Et bien sûr, le dernier mot sera pour la mise en scène. En combinant ses influences (Hitchcock, De Palma, Tourneur, Cronenberg...) Mitchell se situe du très bon côté du film d'angoisse, qu'il met en scène face à une authentique humanité, celle d'une adolescente victime d'un destin bizarre, et dont l'éveil à la sexualité est perturbée par le fait qu'elle devienne une question littérale de vie ou de mort. Le champ est utilisé à merveille, ce qui fait qu'au bout d'une demi-heure il devient impossible pour le spectateur de ne pas scruter les plans pour y trouver "la chose", en train de venir droit vers nous! une scène finale dans une piscine prend son inspiration dans une scène de Cat people de Tourneur: Jay, dans l'eau, est la seule à voir son assaillant. La scène est vue selon le point de vue des amis qui l'accompagnent et qui vont être témoins de phénomènes qu'ils vont devoir comprendre et reconstituer à partir d'indices épars: bruits, objets qui volent dans l'eau, et le doigt pointé de l'héroïne vers la direction de son tourmenteur invisible...
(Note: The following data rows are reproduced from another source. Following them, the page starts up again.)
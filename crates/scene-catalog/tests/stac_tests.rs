//! Search tests against a local stand-in STAC API.

use std::sync::atomic::{AtomicUsize, Ordering};
use std::sync::Arc;

use scene_catalog::{CatalogError, StacConfig, StacSession};
use tokio::io::{AsyncReadExt, AsyncWriteExt};
use tokio::net::TcpListener;
use videomap_common::{BoundingBox, TimeRange};

/// Serve the pages built by `pages` in order, one per connection.
///
/// `pages` receives the API root so pages can link to each other.
async fn serve_pages(pages: impl FnOnce(&str) -> Vec<String>) -> (String, Arc<AtomicUsize>) {
    let listener = TcpListener::bind("127.0.0.1:0").await.unwrap();
    let root = format!("http://{}", listener.local_addr().unwrap());
    let pages = pages(&root);
    let hits = Arc::new(AtomicUsize::new(0));
    let counter = hits.clone();

    tokio::spawn(async move {
        for body in pages {
            let (mut socket, _) = listener.accept().await.unwrap();
            read_request(&mut socket).await;
            counter.fetch_add(1, Ordering::SeqCst);

            let response = format!(
                "HTTP/1.1 200 OK\r\nContent-Type: application/geo+json\r\nContent-Length: {}\r\nConnection: close\r\n\r\n{}",
                body.len(),
                body
            );
            socket.write_all(response.as_bytes()).await.unwrap();
            socket.shutdown().await.unwrap();
        }
    });

    (root, hits)
}

/// Consume one request: headers, then `Content-Length` bytes of body.
async fn read_request(socket: &mut tokio::net::TcpStream) {
    let mut buf = Vec::new();
    let mut chunk = [0u8; 1024];
    loop {
        let n = socket.read(&mut chunk).await.unwrap();
        if n == 0 {
            return;
        }
        buf.extend_from_slice(&chunk[..n]);

        let text = String::from_utf8_lossy(&buf);
        if let Some(end) = text.find("\r\n\r\n") {
            let length = text[..end]
                .lines()
                .find_map(|line| {
                    let (name, value) = line.split_once(':')?;
                    name.eq_ignore_ascii_case("content-length")
                        .then(|| value.trim().parse::<usize>().ok())
                        .flatten()
                })
                .unwrap_or(0);
            if buf.len() >= end + 4 + length {
                return;
            }
        }
    }
}

fn item(id: &str, datetime: &str) -> String {
    format!(
        r#"{{"id":"{}","properties":{{"datetime":"{}"}},"assets":{{"red":{{"href":"file:///red.tif"}}}}}}"#,
        id, datetime
    )
}

fn session(api_url: String) -> StacSession {
    StacSession::open(StacConfig {
        api_url,
        ..StacConfig::default()
    })
    .unwrap()
}

fn query() -> (BoundingBox, TimeRange) {
    (
        BoundingBox::new(-105.3, 39.9, -105.2, 40.0),
        TimeRange::from_dates("2022-01-01", "2022-02-01").unwrap(),
    )
}

#[tokio::test]
async fn test_search_follows_next_links() {
    let (root, hits) = serve_pages(|root| {
        vec![
            format!(
                r#"{{"features":[{}],"links":[{{"rel":"next","href":"{}/search?page=2"}}]}}"#,
                item("late", "2022-01-20T10:00:00Z"),
                root
            ),
            format!(
                r#"{{"features":[{}],"links":[]}}"#,
                item("early", "2022-01-05T10:00:00Z")
            ),
        ]
    })
    .await;

    let (bbox, range) = query();
    let scenes = session(root).search(&bbox, &range).await.unwrap();

    assert_eq!(hits.load(Ordering::SeqCst), 2);
    let ids: Vec<&str> = scenes.iter().map(|s| s.id.as_str()).collect();
    assert_eq!(ids, vec!["early", "late"]);
}

#[tokio::test]
async fn test_search_drops_items_outside_range() {
    let (root, _) = serve_pages(|_| {
        vec![format!(
            r#"{{"features":[{},{}],"links":[]}}"#,
            item("inside", "2022-01-10T10:00:00Z"),
            item("after", "2022-03-10T10:00:00Z")
        )]
    })
    .await;

    let (bbox, range) = query();
    let scenes = session(root).search(&bbox, &range).await.unwrap();
    let ids: Vec<&str> = scenes.iter().map(|s| s.id.as_str()).collect();
    assert_eq!(ids, vec!["inside"]);
}

#[test]
fn test_search_without_items_is_no_scenes() {
    tokio_test::block_on(async {
        let (root, _) = serve_pages(|_| vec![r#"{"features":[],"links":[]}"#.to_string()]).await;
        let (bbox, range) = query();

        let result = session(root).search(&bbox, &range).await;
        assert!(matches!(result, Err(CatalogError::NoScenes { .. })));
    });
}

#[test]
fn test_open_rejects_bad_url() {
    let result = StacSession::open(StacConfig {
        api_url: "catalog.local".to_string(),
        ..StacConfig::default()
    });
    assert!(matches!(result, Err(CatalogError::Config(_))));
}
Car Mitchell est un cinéphile, et ça se voit. A la façon de Joe Dante, il a truffé son film d'écrans, et par exemple, les amis de Jay aiment se retrouver autour d'un bon vieux film de SF des années 50 à la télévision. Jay elle même a une petite piscine, où elle passe du temps... Mais elle pose un récepteur de télévision qui diffuse des films pendant sa trempette! Et le premier rendez-vous avec Hugh est situé dans un cinéma qui diffuse Charade de Stanley Donen: comme Audrey Hepburn face à Cary Grant, Jay aurait du se méfier de ce "Hugh" dont on apprendra plus tard que son vrai nom est Jeff, et ses intentions peu orthodoxes. Mais de fait, dans It follows, les deux protagonistes sortiront du cinéma avant la séance...
Grande réussite, et d'ailleurs on a envie d'y retourner!